The Bad Guys The Bad Guys

Dreamworks’ latest original feature hits theaters this week, and critics are chiming in on the Ocean’s Eleven-inspired animal heist flick.

The Bad Guys is adapted from Aaron Blabey’s best-selling book series, and follows five animal thieves as they attempt their most challenging job yet: going good to avoid being locked up.

Dreamworks stalwart Pierre Perifel directs the film, his solo feature debut. He previously co-directed the short Bilby and his credits as an animator include the Kung Fu Panda franchise and Shrek Forever After. Damon Ross and Rebecca Huntley produced, with Aaron Blabey, Etan Cohen, and Patrick Hughes on board as executive producers.

The film’s voice cast features Sam Rockwell, Marc Maron, Craig Robinson, Anthony Ramos, Awkwafina, Richard Adoye, Zazie Beetz, Lilly Singh, and Alex Borstein.

Most critics are thrilled by the quality of animation in the film’s ambitious set pieces, although some did accuse Perifel’s team of going a bit over-the-top at times. Sentiments were more mixed when it came to character animation though, particularly the character’s faces. In terms of humor, most reviews praised The Bad Guys’ visual gags and screenwriting in equal parts.

Overall, reviews have been positive so far. The film currently sits at an 84% on Rotten Tomatoes’ Tomatometer.

Here what critics are saying about The Bad Guys.

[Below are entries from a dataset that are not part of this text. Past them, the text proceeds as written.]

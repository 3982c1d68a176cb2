//! Depth-first directory traversal.

use std::fs;
use std::path::Path;

use crate::{Error, ResolvedEntry, Result, WalkContext, naming::derive_identifier};

/// System artifact file names skipped during traversal.
const IGNORED_FILES: &[&str] = &[".DS_Store", "Thumbs.db", "desktop.ini"];

/// Walk `root` depth-first and resolve every leaf found anywhere below.
///
/// An entry without a file extension is treated as a directory and
/// descended into; an entry with an extension is a leaf. Each directory
/// level derives its folder name and hands the combined prefix down via
/// a fresh [`WalkContext`]. No extension filtering happens here; every
/// leaf comes back, tagged with whether it sat below the root.
///
/// A directory that cannot be read aborts the whole walk.
pub fn walk(root: &Path) -> Result<Vec<ResolvedEntry>> {
    walk_dir(root, &WalkContext::root())
}

fn walk_dir(dir: &Path, ctx: &WalkContext) -> Result<Vec<ResolvedEntry>> {
    let read_dir = fs::read_dir(dir).map_err(|source| Error::ReadDir {
        path: dir.to_path_buf(),
        source,
    })?;

    let mut names = Vec::new();
    for entry in read_dir {
        let entry = entry.map_err(|source| Error::ReadDir {
            path: dir.to_path_buf(),
            source,
        })?;
        names.push(entry.file_name().to_string_lossy().into_owned());
    }
    // Deterministic output and report ordering on every platform.
    names.sort();

    let mut entries = Vec::new();
    for file_name in names {
        if IGNORED_FILES.contains(&file_name.as_str()) {
            continue;
        }

        let path = dir.join(&file_name);
        if path.extension().is_none() {
            // No extension: treated as a directory. An extensionless
            // regular file lands here too and fails the read, which is
            // the fatal traversal error the caller expects.
            let child_prefix = derive_identifier(&file_name, ctx);
            entries.extend(walk_dir(&path, &ctx.descend(child_prefix))?);
        } else {
            let stem = path
                .file_stem()
                .map(|s| s.to_string_lossy().into_owned())
                .unwrap_or_default();
            entries.push(ResolvedEntry {
                name: derive_identifier(&stem, ctx),
                source_path: dir.to_path_buf(),
                file_name,
                nested: ctx.depth > 0,
            });
        }
    }
    Ok(entries)
}

#[cfg(test)]
mod tests {
    use std::fs;

    use tempfile::TempDir;

    use super::*;

    #[test]
    fn test_flat_and_nested_entries() {
        let temp = TempDir::new().unwrap();
        fs::write(temp.path().join("a.svg"), "<svg/>").unwrap();
        fs::create_dir(temp.path().join("sub")).unwrap();
        fs::write(temp.path().join("sub").join("b.svg"), "<svg/>").unwrap();

        let entries = walk(temp.path()).unwrap();

        assert_eq!(entries.len(), 2);
        assert_eq!(entries[0].name, "a");
        assert!(!entries[0].nested);
        assert_eq!(entries[1].name, "subB");
        assert!(entries[1].nested);
    }

    #[test]
    fn test_folder_context_flows_into_names() {
        let temp = TempDir::new().unwrap();
        let brand = temp.path().join("brand");
        fs::create_dir(&brand).unwrap();
        fs::write(brand.join("logo.svg"), "<svg/>").unwrap();

        let entries = walk(temp.path()).unwrap();

        assert_eq!(entries.len(), 1);
        assert_eq!(entries[0].name, "brandLogo");
        assert_eq!(entries[0].file_name, "logo.svg");
        assert_eq!(entries[0].source_path, brand);
    }

    #[test]
    fn test_deep_prefix_accumulates() {
        let temp = TempDir::new().unwrap();
        let social = temp.path().join("brand").join("social");
        fs::create_dir_all(&social).unwrap();
        fs::write(social.join("x.svg"), "<svg/>").unwrap();

        let entries = walk(temp.path()).unwrap();

        assert_eq!(entries[0].name, "brandSocialX");
    }

    #[test]
    fn test_ignores_system_artifacts() {
        let temp = TempDir::new().unwrap();
        fs::write(temp.path().join(".DS_Store"), "junk").unwrap();
        fs::write(temp.path().join("Thumbs.db"), "junk").unwrap();
        fs::write(temp.path().join("a.svg"), "<svg/>").unwrap();

        let entries = walk(temp.path()).unwrap();

        assert_eq!(entries.len(), 1);
        assert_eq!(entries[0].file_name, "a.svg");
    }

    #[test]
    fn test_does_not_filter_by_extension() {
        let temp = TempDir::new().unwrap();
        fs::write(temp.path().join("a.svg"), "<svg/>").unwrap();
        fs::write(temp.path().join("notes.txt"), "text").unwrap();

        let entries = walk(temp.path()).unwrap();

        assert_eq!(entries.len(), 2);
    }

    #[test]
    fn test_unreadable_entry_aborts_walk() {
        let temp = TempDir::new().unwrap();
        // An extensionless regular file is taken for a directory and the
        // failed read propagates.
        fs::write(temp.path().join("README"), "not a directory").unwrap();

        let err = walk(temp.path()).unwrap_err();
        assert!(matches!(err, Error::ReadDir { .. }));
    }

    #[test]
    fn test_missing_root_aborts_walk() {
        let err = walk(Path::new("/no/such/dir")).unwrap_err();
        assert!(matches!(err, Error::ReadDir { .. }));
    }
}
//! Output trait for rendering reports.

use owo_colors::OwoColorize;

/// Target output for reports.
///
/// Reports describe *what* to output using these semantic methods.
/// Implementations decide *how* to render.
pub trait Output {
    /// Start a section with a heading.
    fn section(&mut self, name: &str);

    /// Render a key-value pair.
    fn key_value(&mut self, key: &str, value: &str);

    /// Render a numbered list item.
    fn numbered_item(&mut self, index: usize, text: &str);

    /// Render a warning message.
    fn warning(&mut self, msg: &str);

    /// Render a closing success line.
    fn success(&mut self, msg: &str);

    /// Render a separator with a label.
    fn divider(&mut self, label: &str);

    /// Render a block of preformatted text.
    fn preformatted(&mut self, text: &str);

    /// Render a blank line.
    fn newline(&mut self);
}

/// A report that can render itself to an output.
pub trait Report {
    /// Render this report to the given output.
    fn render(&self, out: &mut dyn Output);
}

/// Terminal output implementation.
pub struct TerminalOutput;

impl TerminalOutput {
    pub fn new() -> Self {
        Self
    }
}

impl Default for TerminalOutput {
    fn default() -> Self {
        Self::new()
    }
}

impl Output for TerminalOutput {
    fn section(&mut self, name: &str) {
        println!("{}:", name);
    }

    fn key_value(&mut self, key: &str, value: &str) {
        println!("{}: {}", key, value);
    }

    fn numbered_item(&mut self, index: usize, text: &str) {
        println!("[{}] {}", index.yellow(), text.green());
    }

    fn warning(&mut self, msg: &str) {
        eprintln!("{} {}", "warning:".yellow(), msg);
    }

    fn success(&mut self, msg: &str) {
        println!("{}", msg.green());
    }

    fn divider(&mut self, label: &str) {
        println!("── {} ──", label);
    }

    fn preformatted(&mut self, text: &str) {
        println!("{}", text);
    }

    fn newline(&mut self) {
        println!();
    }
}

#[cfg(test)]
pub(crate) mod test_support {
    use super::Output;

    /// Records every call so report rendering can be asserted on.
    #[derive(Default)]
    pub struct RecordingOutput {
        pub lines: Vec<String>,
    }

    impl Output for RecordingOutput {
        fn section(&mut self, name: &str) {
            self.lines.push(format!("section:{name}"));
        }

        fn key_value(&mut self, key: &str, value: &str) {
            self.lines.push(format!("kv:{key}={value}"));
        }

        fn numbered_item(&mut self, index: usize, text: &str) {
            self.lines.push(format!("item:{index}:{text}"));
        }

        fn warning(&mut self, msg: &str) {
            self.lines.push(format!("warning:{msg}"));
        }

        fn success(&mut self, msg: &str) {
            self.lines.push(format!("success:{msg}"));
        }

        fn divider(&mut self, label: &str) {
            self.lines.push(format!("divider:{label}"));
        }

        fn preformatted(&mut self, text: &str) {
            self.lines.push(format!("pre:{text}"));
        }

        fn newline(&mut self) {
            self.lines.push(String::new());
        }
    }
}
//! Batch component generation.

use std::path::Path;

use nori_core::GeneratedFile;

use crate::{
    Error, ResolvedEntry, Result,
    files::{ComponentTsx, TypesTs},
    naming, svg,
};

/// A file rendered in preview mode.
#[derive(Debug)]
pub struct PreviewFile {
    /// File name relative to the output directory.
    pub path: String,
    /// Rendered content.
    pub content: String,
}

/// One entry that failed on read, transform or write.
#[derive(Debug)]
pub struct EntryFailure {
    /// Full path of the offending source file.
    pub file: String,
    /// What went wrong.
    pub error: Error,
}

impl EntryFailure {
    fn new(entry: &ResolvedEntry, error: Error) -> Self {
        Self {
            file: entry.path().display().to_string(),
            error,
        }
    }
}

/// Outcome of a generation run.
#[derive(Debug, Default)]
pub struct GenerateResult {
    /// File names written, relative to the output directory.
    pub written: Vec<String>,
    /// Entries skipped after a failure; the batch kept going.
    pub failures: Vec<EntryFailure>,
}

/// Outcome of a preview run. Nothing touches disk.
#[derive(Debug, Default)]
pub struct PreviewResult {
    /// Files that would be generated.
    pub files: Vec<PreviewFile>,
    /// Entries that would be skipped.
    pub failures: Vec<EntryFailure>,
}

/// Drives component emission for a batch of resolved entries.
///
/// Entries are processed one at a time, in order. A failing entry is
/// recorded and never takes its siblings down with it; only the final
/// shared type declaration is allowed to fail the run.
pub struct Generator<'a> {
    entries: &'a [ResolvedEntry],
}

impl<'a> Generator<'a> {
    pub fn new(entries: &'a [ResolvedEntry]) -> Self {
        Self { entries }
    }

    /// Render every file without writing anything.
    pub fn preview(&self) -> Result<PreviewResult> {
        naming::check_collisions(self.entries)?;

        let mut result = PreviewResult::default();
        for entry in self.entries {
            match render_entry(entry) {
                Ok(file) => result.files.push(PreviewFile {
                    path: format!("{}.tsx", file.file_stem()),
                    content: file.render(),
                }),
                Err(error) => result.failures.push(EntryFailure::new(entry, error)),
            }
        }
        result.files.push(PreviewFile {
            path: "types.ts".to_string(),
            content: TypesTs.render(),
        });
        Ok(result)
    }

    /// Generate one component file per entry plus the shared `types.ts`
    /// into `output_dir`.
    pub fn generate(&self, output_dir: &Path) -> Result<GenerateResult> {
        naming::check_collisions(self.entries)?;

        let mut result = GenerateResult::default();
        for entry in self.entries {
            match emit_entry(entry, output_dir) {
                Ok(file_name) => result.written.push(file_name),
                Err(error) => result.failures.push(EntryFailure::new(entry, error)),
            }
        }

        // The shared type declaration is not guarded: every component
        // imports it, so a failure here is fatal.
        TypesTs.write(output_dir).map_err(|source| Error::WriteFile {
            path: TypesTs.path(output_dir),
            source,
        })?;
        result.written.push("types.ts".to_string());

        Ok(result)
    }
}

fn render_entry(entry: &ResolvedEntry) -> Result<ComponentTsx> {
    let path = entry.path();
    let raw = std::fs::read_to_string(&path).map_err(|source| Error::ReadFile {
        path: path.clone(),
        source,
    })?;
    let jsx = svg::svg_to_jsx(&raw, &entry.name, &path)?;
    Ok(ComponentTsx::new(entry.name.clone(), jsx))
}

fn emit_entry(entry: &ResolvedEntry, output_dir: &Path) -> Result<String> {
    let file = render_entry(entry)?;
    file.write(output_dir).map_err(|source| Error::WriteFile {
        path: file.path(output_dir),
        source,
    })?;
    Ok(format!("{}.tsx", file.file_stem()))
}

Jason Solomons at The Wrap appreciated the film’s classic mix of cartoon and action flick staples:

Billed as “a caper,” there’s something refreshingly old-fashioned and simple about The Bad Guys. No singing, no dancing, no moral lessons — it’s just a cartoon, with fast-talking, wise-cracking animals, lots of silly car chases, and a host of fart gags.

On the other end of the spectrum, and in the minority, The New York Times’ Calum Marsh was unimpressed by just about everything and seemed confused that an animated film would use animal protagonists.

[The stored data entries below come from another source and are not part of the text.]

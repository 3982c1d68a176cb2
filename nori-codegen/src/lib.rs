//! SVG-to-component code generation for nori.
//!
//! This crate turns a directory tree of SVG icon files into TypeScript
//! React component modules plus a shared `types.ts` prop declaration.
//!
//! # Usage
//!
//! This crate is used internally by the `nori` CLI tool. You typically
//! don't need to use it directly.
//!
//! ```ignore
//! use nori_codegen::{Generator, walk};
//! use std::path::Path;
//!
//! let mut entries = walk(Path::new("icons"))?;
//! entries.retain(|entry| entry.is_svg());
//!
//! let generator = Generator::new(&entries);
//!
//! // Preview files without writing
//! let preview = generator.preview()?;
//!
//! // Generate files to disk
//! let result = generator.generate(Path::new("out"))?;
//! ```
//!
//! # Generated Output
//!
//! - `<lowercased-identifier>.tsx` - one component module per SVG
//! - `types.ts` - the `IconProps` shape shared by every component

mod context;
mod entry;
mod error;
mod generator;
mod naming;
mod svg;
mod walker;

pub mod files;

pub use context::WalkContext;
pub use entry::ResolvedEntry;
pub use error::{Error, Result};
pub use generator::{EntryFailure, GenerateResult, Generator, PreviewFile, PreviewResult};
pub use naming::{check_collisions, derive_identifier};
pub use svg::svg_to_jsx;
pub use walker::walk;
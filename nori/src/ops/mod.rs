//! Core operations.
//!
//! Business logic for the CLI, separated from argument parsing and
//! output rendering.

mod generate;
mod list;

pub use generate::{GenerateOptions, generate};
pub use list::list;
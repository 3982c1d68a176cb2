//! Generate operation: walk, derive, emit.

use std::path::Path;
use std::time::Instant;

use eyre::{Context, Result};
use nori_codegen::{Generator, walk};
use nori_core::clear_or_create_dir;

use crate::reports::GenerateReport;

/// Options for the generate operation.
pub struct GenerateOptions<'a> {
    /// Directory scanned for SVG files.
    pub root: &'a Path,
    /// Directory receiving generated components.
    pub output_dir: &'a Path,
    /// Whether to empty the output directory first.
    pub clean: bool,
    /// Whether to preview without writing.
    pub dry_run: bool,
}

/// Execute the generate operation.
///
/// Walks the source tree, filters for SVG leaves, and emits one
/// component per entry plus the shared `types.ts`.
pub fn generate(opts: GenerateOptions) -> Result<GenerateReport> {
    let start = Instant::now();

    let mut entries = walk(opts.root).wrap_err("failed to scan source directory")?;
    entries.retain(|entry| entry.is_svg());

    let generator = Generator::new(&entries);

    if opts.dry_run {
        let preview = generator
            .preview()
            .wrap_err("failed to render components")?;
        return Ok(GenerateReport::preview(preview));
    }

    if opts.clean {
        clear_or_create_dir(opts.output_dir).wrap_err("failed to prepare output directory")?;
    }

    let result = generator
        .generate(opts.output_dir)
        .wrap_err("failed to generate components")?;

    Ok(GenerateReport::written(
        result,
        opts.output_dir.to_path_buf(),
        start.elapsed(),
    ))
}
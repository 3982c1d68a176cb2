use std::path::{Path, PathBuf};

/// A single leaf file discovered during traversal.
///
/// Produced by [`walk`](crate::walk), consumed once by the
/// [`Generator`](crate::Generator). Never persisted.
#[derive(Debug, Clone)]
pub struct ResolvedEntry {
    /// Derived component identifier, e.g. `brandLogo`.
    ///
    /// Always matches `[A-Za-z][A-Za-z0-9]*`. Uniqueness within a batch
    /// is checked separately by
    /// [`check_collisions`](crate::check_collisions).
    pub name: String,

    /// Directory containing the file.
    pub source_path: PathBuf,

    /// Original file name, extension included.
    pub file_name: String,

    /// True when the file was found below the walk root.
    pub nested: bool,
}

impl ResolvedEntry {
    /// Full path to the source file.
    pub fn path(&self) -> PathBuf {
        self.source_path.join(&self.file_name)
    }

    /// Whether this entry is an SVG document.
    ///
    /// The walker resolves every leaf it finds; callers filter with this
    /// once, after the full walk.
    pub fn is_svg(&self) -> bool {
        Path::new(&self.file_name)
            .extension()
            .is_some_and(|ext| ext.eq_ignore_ascii_case("svg"))
    }
}
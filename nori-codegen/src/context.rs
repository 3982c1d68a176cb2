/// Ambient state for one level of the recursive walk.
///
/// Passed by value down the recursion: a directory derives a fresh
/// context for its children and its own is never mutated, so sibling
/// subtrees cannot observe each other's state. Exists only for the
/// duration of one call chain.
#[derive(Debug, Clone, Default)]
pub struct WalkContext {
    /// Distance from the walk root. Root = 0.
    pub depth: usize,

    /// Accumulated, case-normalized folder name context. Empty at the
    /// walk root; the root's own name contributes nothing.
    pub prefix: String,
}

impl WalkContext {
    /// Context for the walk root.
    pub fn root() -> Self {
        Self::default()
    }

    /// Context handed to the children of a directory whose combined name
    /// context is `prefix`.
    pub fn descend(&self, prefix: String) -> Self {
        Self {
            depth: self.depth + 1,
            prefix,
        }
    }
}
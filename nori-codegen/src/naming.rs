//! Identifier derivation for discovered files and folders.

use std::collections::HashMap;

use nori_core::{
    capitalize_first_letter, number_to_word, remove_spaces, replace_special_characters,
    starts_with_number, to_camel_case,
};

use crate::{Error, ResolvedEntry, Result, WalkContext};

/// Name used when a file or folder name sanitizes down to nothing.
const UNNAMED: &str = "unnamed";

/// Derive the component identifier for a file or folder name.
///
/// `raw` is the base name with the extension already stripped. The
/// result always matches `[A-Za-z][A-Za-z0-9]*`:
///
/// 1. `raw` is case-normalized and reduced to identifier-safe characters.
/// 2. An empty candidate falls back to the parent prefix, or to a fixed
///    sentinel at the walk root.
/// 3. A candidate starting with a digit has that one digit replaced by
///    its English word ("42" becomes "Four2"; later digits stay).
/// 4. The parent prefix is prepended unless it is already a
///    case-insensitive prefix of the candidate.
pub fn derive_identifier(raw: &str, ctx: &WalkContext) -> String {
    let candidate = remove_spaces(&replace_special_characters(&to_camel_case(raw)));

    if candidate.is_empty() {
        if ctx.prefix.is_empty() {
            return UNNAMED.to_string();
        }
        return ctx.prefix.clone();
    }

    let candidate = match leading_digit(&candidate) {
        // The leading digit is ASCII, so slicing one byte off is safe.
        Some(digit) => format!("{}{}", number_to_word(digit), &candidate[1..]),
        None => candidate,
    };

    if ctx.prefix.is_empty() || has_prefix_ignore_case(&candidate, &ctx.prefix) {
        candidate
    } else {
        format!("{}{}", ctx.prefix, capitalize_first_letter(&candidate))
    }
}

/// Fail when two entries derive the same identifier.
///
/// The deriver offers no global uniqueness guarantee: two sibling files
/// differing only in letter case, or in extension, collapse to one
/// identifier. The batch is checked once before anything is written.
/// Keys are lowercased because the output file name is the lowercased
/// identifier, so names differing only in case would still clobber each
/// other on disk.
pub fn check_collisions(entries: &[ResolvedEntry]) -> Result<()> {
    let mut seen: HashMap<String, &ResolvedEntry> = HashMap::new();
    for entry in entries {
        match seen.get(&entry.name.to_lowercase()) {
            Some(first) => {
                return Err(Error::DuplicateIdentifier {
                    name: entry.name.clone(),
                    first: first.path().display().to_string(),
                    second: entry.path().display().to_string(),
                });
            }
            None => {
                seen.insert(entry.name.to_lowercase(), entry);
            }
        }
    }
    Ok(())
}

fn leading_digit(s: &str) -> Option<u32> {
    if starts_with_number(s) {
        s.chars().next().and_then(|c| c.to_digit(10))
    } else {
        None
    }
}

fn has_prefix_ignore_case(candidate: &str, prefix: &str) -> bool {
    candidate.to_lowercase().starts_with(&prefix.to_lowercase())
}
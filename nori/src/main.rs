mod cli;
mod ops;
mod reports;

use clap::Parser;
use eyre::Result;

use crate::cli::Cli;

fn main() -> Result<()> {
    color_eyre::install()?;

    Cli::parse().run()
}
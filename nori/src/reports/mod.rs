//! Report data structures.
//!
//! Ops build reports, reports render themselves to an [`Output`]
//! target. Data collection stays separate from presentation.

mod generate;
mod list;
mod output;

pub use generate::{GenerateReport, GenerationOutcome};
pub use list::ListReport;
pub use output::{Output, Report, TerminalOutput};
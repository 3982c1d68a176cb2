//! The shared `types.ts` prop declaration.

use std::path::{Path, PathBuf};

use nori_core::GeneratedFile;

/// The prop shape accepted by every generated component.
///
/// Written once per run, after all components, unconditionally
/// overwriting whatever is at the target path.
pub struct TypesTs;

impl GeneratedFile for TypesTs {
    fn path(&self, base: &Path) -> PathBuf {
        base.join("types.ts")
    }

    fn render(&self) -> String {
        "export interface IconProps {
  className?: string
  size?: string | number
  absoluteStrokeWidth?: boolean
}
"
        .to_string()
    }
}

This inane, juvenile animated comedy… is about a thieving clan of talking animals forced to reform after an elaborate heist goes wrong. They steal, they banter, they have car chases, as animals do not. There’s barely a frame in which they don’t smirk… The fast-paced, action-oriented heist sequences… have more in common with the later Fast and Furious films than with classic heist pictures like Ocean’s [Eleven], and there are several overly long, gravity-defying car chases throughout, as if to drive the comparison home.

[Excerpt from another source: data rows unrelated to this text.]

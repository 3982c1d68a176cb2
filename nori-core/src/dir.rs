//! Output directory preparation.

use std::io;
use std::path::Path;

/// Empty `path` if it exists, create it otherwise.
///
/// Idempotent: a missing directory is created (parents included), an
/// existing one has every file and subdirectory removed. The directory
/// itself is kept.
pub fn clear_or_create_dir(path: &Path) -> io::Result<()> {
    if !path.exists() {
        return std::fs::create_dir_all(path);
    }

    for entry in std::fs::read_dir(path)? {
        let entry = entry?;
        if entry.file_type()?.is_dir() {
            std::fs::remove_dir_all(entry.path())?;
        } else {
            std::fs::remove_file(entry.path())?;
        }
    }
    Ok(())
}
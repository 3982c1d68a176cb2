//! Shared string transforms for identifier derivation.

/// Delimiters that separate segments in raw file and folder names.
const DELIMITERS: [char; 5] = [' ', '.', '_', '-', ','];

/// Convert a string to camelCase (e.g., "foo-bar_baz" -> "fooBarBaz").
///
/// Splits on spaces, dots, underscores, hyphens and commas. The first
/// letter of the first segment is lowered, the first letter of every
/// later segment is raised, and all other characters pass through, so
/// input that is already camelCase comes back unchanged.
pub fn to_camel_case(s: &str) -> String {
    let mut result = String::with_capacity(s.len());
    let mut first_segment = true;
    for segment in s.split(DELIMITERS) {
        let mut chars = segment.chars();
        match chars.next() {
            None => continue,
            Some(c) if first_segment => {
                first_segment = false;
                result.extend(c.to_lowercase());
            }
            Some(c) => result.extend(c.to_uppercase()),
        }
        result.push_str(chars.as_str());
    }
    result
}

/// Convert a camelCase string to kebab-case (e.g., "fooBar" -> "foo-bar").
pub fn to_kebab_case(s: &str) -> String {
    let mut result = String::with_capacity(s.len());
    for (i, c) in s.chars().enumerate() {
        if c.is_uppercase() {
            if i > 0 {
                result.push('-');
            }
            result.extend(c.to_lowercase());
        } else {
            result.push(c);
        }
    }
    result
}

/// Uppercase only the first character; the empty string stays empty.
pub fn capitalize_first_letter(s: &str) -> String {
    let mut chars = s.chars();
    match chars.next() {
        None => String::new(),
        Some(c) => c.to_uppercase().chain(chars).collect(),
    }
}

/// Strip all whitespace.
pub fn remove_spaces(s: &str) -> String {
    s.chars().filter(|c| !c.is_whitespace()).collect()
}

/// Replace the fixed set of disallowed symbols with their word form and
/// drop every other character that is neither ASCII alphanumeric nor
/// whitespace, so the result is safe inside an identifier.
pub fn replace_special_characters(s: &str) -> String {
    let mut result = String::with_capacity(s.len());
    for c in s.chars() {
        match c {
            '@' => result.push_str("At"),
            '&' => result.push_str("And"),
            '+' => result.push_str("Plus"),
            c if c.is_ascii_alphanumeric() || c.is_whitespace() => result.push(c),
            _ => {}
        }
    }
    result
}

/// Map a single digit to its English word.
///
/// Defined exactly on 0..=9; anything else maps to the empty string.
/// Callers substitute one leading digit at a time.
pub fn number_to_word(n: u32) -> &'static str {
    match n {
        0 => "Zero",
        1 => "One",
        2 => "Two",
        3 => "Three",
        4 => "Four",
        5 => "Five",
        6 => "Six",
        7 => "Seven",
        8 => "Eight",
        9 => "Nine",
        _ => "",
    }
}

/// Whether the first character is an ASCII digit.
pub fn starts_with_number(s: &str) -> bool {
    s.chars().next().is_some_and(|c| c.is_ascii_digit())
}
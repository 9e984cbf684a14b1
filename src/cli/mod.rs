//! Command line interface module
//!
//! This module provides argument parsing, settings resolution from arguments and
//! environment, and the runner that drives the canonicalization pipeline.

pub mod args;
pub mod config;
pub mod runner;

pub use args::Args;
pub use config::Settings;
pub use runner::Runner;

Kristen Page-Kirby at The Washington Post praised the film’s animation during its set pieces, but also took issue with the animal’s too-often smirking Faces.

The animation — particularly during the plentiful action sequences, and especially during the car chases — is sharp and fast and wonderful to watch. As in the Ocean’s movies, there are some nifty edits that bring sophistication to the look of the film, despite some stumbles. Case in point: Wolf, like other characters with fur, has a very fuzzy body, but the rendering of his face is so smooth, it looks like he’s gone a little overboard with the Instagram filter.

Variety’s Guy Lodge was more impressed with the film’s style than its substance, although he seemed well amused overall.

…The chief incidental pleasures of The Bad Guys are craft-based, from its disciplined, suitably Californian palette of burnt oranges and canine tans, to the brassy exuberance of Daniel Pemberton’s working-overtime score, full of sonic callbacks to ’70s heist-movie funk.

In her three-star review for The Guardian, Wendy Ide said she her attention was captured by the film’s pacing, but even more so by its sense of humor.

Like Roger Rabbit, the pacing owes a debt to the demented frenzy of classic Looney Tunes animations, but the film also nods to heist movies, notably the Ocean’s series. It’s deliberately preposterous – the disguises are rarely more convincing than the kind of false nose and moustache combo you might find in a cracker. But there’s a kernel of believability where it matters: in the easy repartee and fully fleshed friendships. It’s sharp, silly, and frequently very funny.